Darwin did update the idea of essences by giving us many more to work with.
The finding of transitional forms in the fossil record helped drive this point
home. He also showed that whatever their center of "essential mass" was, it
definitely wasn't immutable as many had speculated before him. By explaining
speciation through gradual change, Darwin showed us that every species' core
is in flux.

For John Dewey (who famously wrote about the impact of Darwin on philosophy),
this meant that the concept of a fixed and eternal essence in biology was then
metaphysical baggage. But Dewey jumped the gun a bit because he was writing
before any understanding of genes. Nowadays, genetic essentialism is an
indispensable notion in biology, since it is mostly only by sharing in some
genetic core of what a species is that enables two tokens of that species type
to interbreed productively.

As for the article, I gather that one of the author's primary aims was to
discredit the theoretical basis of practices like profiling, lie-detection,
and such. She also wanted to show that localizing emotions in one part of the
brain is a fool's errand, which she did to great effect. And while her point
about the statistical nature of reading each other's emotions is valid, it's
certainly not a stroke against the idea that all feeling states of one kind
have something in common. After all, if they didn't, then we'd constantly be
unsure whether it's hunger or xenophobia we feel when we smell pancakes in the
morning.

------
kleer001
"Most people, including many scientists, believe that emotions are distinct,
locatable entities inside us — but they’re not."

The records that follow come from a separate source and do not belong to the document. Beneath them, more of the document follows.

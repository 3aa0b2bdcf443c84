//! TUF-style metadata model.
//!
//! Four signed documents protect a repository of update artifacts:
//!
//! - **Root**: public keys for all roles and their signature thresholds
//! - **Targets**: target path to expected length and hashes
//! - **Snapshot**: the exact version of every targets file
//! - **Timestamp**: the exact version (and hash) of the current snapshot
//!
//! Every document travels in a [`Metadata`] envelope: `{signed, signatures}`.
//! Signatures cover [`canonical_json`] of the `signed` payload only.

use crate::de::unique_map;
use crate::error::{Result, TufError};
use crate::fsutil;
use crate::keys::{self, KeyPair, PublicKey, Signature};
use chrono::{DateTime, Duration, SubsecRound, Utc};
use serde::de::DeserializeOwned;
use serde::{Deserialize, Serialize};
use std::collections::BTreeMap;
use std::path::Path;

/// Metadata format version written by this crate.
pub const SPEC_VERSION: &str = "1.0.31";

/// Snapshot `meta` key for the top-level targets file.
pub const TARGETS_META: &str = "targets.json";

/// Timestamp `meta` key for the snapshot file.
pub const SNAPSHOT_META: &str = "snapshot.json";

// =============================================================================
// Roles
// =============================================================================

/// Identifies which role a metadata document belongs to.
#[derive(Debug, Clone, Copy, PartialEq, Eq, PartialOrd, Ord, Hash, Serialize, Deserialize)]
#[serde(rename_all = "lowercase")]
pub enum RoleType {
    /// Root role: defines keys and thresholds for all roles.
    Root,
    /// Targets role: maps target paths to hashes and sizes.
    Targets,
    /// Snapshot role: pins the version of every targets file.
    Snapshot,
    /// Timestamp role: pins the current snapshot; short-lived.
    Timestamp,
}

impl RoleType {
    /// All top-level roles, in signing order for a fresh repository.
    pub const ALL: [RoleType; 4] = [
        RoleType::Root,
        RoleType::Targets,
        RoleType::Snapshot,
        RoleType::Timestamp,
    ];

    pub fn as_str(&self) -> &'static str {
        match self {
            RoleType::Root => "root",
            RoleType::Targets => "targets",
            RoleType::Snapshot => "snapshot",
            RoleType::Timestamp => "timestamp",
        }
    }
}

impl std::fmt::Display for RoleType {
    fn fmt(&self, f: &mut std::fmt::Formatter<'_>) -> std::fmt::Result {
        f.write_str(self.as_str())
    }
}

impl std::str::FromStr for RoleType {
    type Err = String;

    fn from_str(s: &str) -> std::result::Result<Self, Self::Err> {
        match s {
            "root" => Ok(RoleType::Root),
            "targets" => Ok(RoleType::Targets),
            "snapshot" => Ok(RoleType::Snapshot),
            "timestamp" => Ok(RoleType::Timestamp),
            other => Err(format!("unknown role: '{}'", other)),
        }
    }
}

/// An expiry `days` from now, truncated to whole seconds.
pub fn expires_in(days: i64) -> DateTime<Utc> {
    Utc::now().trunc_subsecs(0) + Duration::days(days)
}

// =============================================================================
// Role Trait
// =============================================================================

/// Common behaviour of the four signed payloads.
pub trait Role: Serialize + DeserializeOwned + Clone {
    /// The role this payload type represents.
    const TYPE: RoleType;

    fn kind(&self) -> RoleType;
    fn spec_version(&self) -> &str;
    /// Positive, strictly increasing across published updates.
    fn version(&self) -> u64;
    fn expires(&self) -> DateTime<Utc>;
    fn bump_version(&mut self);
    fn set_expires(&mut self, expires: DateTime<Utc>);

    /// Structural validation of the payload.
    fn validate(&self) -> Result<()>;

    fn is_expired_at(&self, now: DateTime<Utc>) -> bool {
        self.expires() <= now
    }
}

fn check_common<T: Role>(signed: &T) -> Result<()> {
    if signed.kind() != T::TYPE {
        return Err(TufError::MalformedMetadata(format!(
            "expected _type '{}', found '{}'",
            T::TYPE,
            signed.kind()
        )));
    }
    if signed.version() == 0 {
        return Err(TufError::MalformedMetadata(format!(
            "{} version must be a positive integer",
            T::TYPE
        )));
    }
    if !signed.spec_version().starts_with("1.") {
        return Err(TufError::MalformedMetadata(format!(
            "unsupported spec_version '{}'",
            signed.spec_version()
        )));
    }
    Ok(())
}

macro_rules! impl_role {
    ($ty:ty, $role:expr) => {
        impl Role for $ty {
            const TYPE: RoleType = $role;

            fn kind(&self) -> RoleType {
                self.kind
            }
            fn spec_version(&self) -> &str {
                &self.spec_version
            }
            fn version(&self) -> u64 {
                self.version
            }
            fn expires(&self) -> DateTime<Utc> {
                self.expires
            }
            fn bump_version(&mut self) {
                self.version += 1;
            }
            fn set_expires(&mut self, expires: DateTime<Utc>) {
                self.expires = expires;
            }
            fn validate(&self) -> Result<()> {
                check_common(self)?;
                self.validate_body()
            }
        }
    };
}

// =============================================================================
// Root
// =============================================================================

/// Key ids authorized for a role and how many of them must sign.
#[derive(Debug, Clone, PartialEq, Eq, Serialize, Deserialize)]
pub struct RoleKeys {
    pub keyids: Vec<String>,
    pub threshold: u32,
}

/// Root metadata: the trust anchor for the whole repository.
#[derive(Debug, Clone, PartialEq, Eq, Serialize, Deserialize)]
pub struct Root {
    #[serde(rename = "_type")]
    pub kind: RoleType,
    pub spec_version: String,
    pub version: u64,
    pub expires: DateTime<Utc>,
    #[serde(deserialize_with = "unique_map")]
    pub keys: BTreeMap<String, PublicKey>,
    #[serde(deserialize_with = "unique_map")]
    pub roles: BTreeMap<String, RoleKeys>,
    pub consistent_snapshot: bool,
}

impl_role!(Root, RoleType::Root);

impl Root {
    /// Version 1 root with every role defined, no keys, and threshold 1.
    pub fn new(expires: DateTime<Utc>) -> Self {
        let roles = RoleType::ALL
            .iter()
            .map(|role| {
                (
                    role.to_string(),
                    RoleKeys {
                        keyids: Vec::new(),
                        threshold: 1,
                    },
                )
            })
            .collect();
        Self {
            kind: RoleType::Root,
            spec_version: SPEC_VERSION.to_string(),
            version: 1,
            expires,
            keys: BTreeMap::new(),
            roles,
            consistent_snapshot: true,
        }
    }

    pub fn role_keys(&self, role: RoleType) -> Option<&RoleKeys> {
        self.roles.get(role.as_str())
    }

    pub fn key(&self, key_id: &str) -> Option<&PublicKey> {
        self.keys.get(key_id)
    }

    /// Authorize `key` for `role`. Returns the key id.
    pub fn add_key(&mut self, role: RoleType, key: PublicKey) -> Result<String> {
        let key_id = key.key_id();
        let entry = self.roles.entry(role.to_string()).or_insert(RoleKeys {
            keyids: Vec::new(),
            threshold: 1,
        });
        if !entry.keyids.contains(&key_id) {
            entry.keyids.push(key_id.clone());
        }
        self.keys.insert(key_id.clone(), key);
        Ok(key_id)
    }

    /// Remove `key_id` from `role`. The key itself is dropped from `keys`
    /// once no role references it.
    pub fn revoke_key(&mut self, role: RoleType, key_id: &str) -> Result<()> {
        let entry = self.roles.get_mut(role.as_str()).ok_or_else(|| {
            TufError::MalformedMetadata(format!("role '{}' is not defined", role))
        })?;
        let before = entry.keyids.len();
        entry.keyids.retain(|id| id != key_id);
        if entry.keyids.len() == before {
            return Err(TufError::MalformedMetadata(format!(
                "key {} is not authorized for role '{}'",
                key_id, role
            )));
        }
        let still_used = self
            .roles
            .values()
            .any(|keys| keys.keyids.iter().any(|id| id == key_id));
        if !still_used {
            self.keys.remove(key_id);
        }
        Ok(())
    }

    pub fn set_threshold(&mut self, role: RoleType, threshold: u32) -> Result<()> {
        if threshold == 0 {
            return Err(TufError::MalformedMetadata(format!(
                "threshold for '{}' must be at least 1",
                role
            )));
        }
        let entry = self.roles.get_mut(role.as_str()).ok_or_else(|| {
            TufError::MalformedMetadata(format!("role '{}' is not defined", role))
        })?;
        entry.threshold = threshold;
        Ok(())
    }

    fn validate_body(&self) -> Result<()> {
        for (key_id, key) in &self.keys {
            if key.key_id() != *key_id {
                return Err(TufError::MalformedMetadata(format!(
                    "key id {} does not match its key",
                    key_id
                )));
            }
        }
        for role in RoleType::ALL {
            let keys = self.role_keys(role).ok_or_else(|| {
                TufError::MalformedMetadata(format!("root does not define role '{}'", role))
            })?;
            if keys.threshold == 0 {
                return Err(TufError::MalformedMetadata(format!(
                    "threshold for '{}' must be at least 1",
                    role
                )));
            }
            if let Some(missing) = keys.keyids.iter().find(|id| !self.keys.contains_key(*id)) {
                return Err(TufError::MalformedMetadata(format!(
                    "role '{}' references unknown key {}",
                    role, missing
                )));
            }
        }
        Ok(())
    }
}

Hmmm, smells like a straw-man. What kind of scientists? Biologists? Chemists?
Cosmologists? And how exactly does the author know this? A recent survey of
published papers? TV shows? An informal questionnaire? Maybe the author will
get to it later.

"My lab analyzed over 200 published studies, covering nearly 22,000 test
subjects, and found no consistent and specific fingerprints in the body for
any emotion. Instead, the body acts in diverse ways that are tied to the
situation."

There we go.

------
bitwize
Sadness: Well, it turns out we don't really exist. So long, nice knowing you
all...

Fear: W-We're being wiped from EXISTENCE?!

Joy: Hey, it isn't that bad! Riley can still feel each of us, so we're real!

Anger: Hey! Who are you to tell us what we are and aren't? You're cruisin' for
a broccoli pizza stuffed right up your--

Disgust: Relax, they're scientists. They always have to _ruin everything_.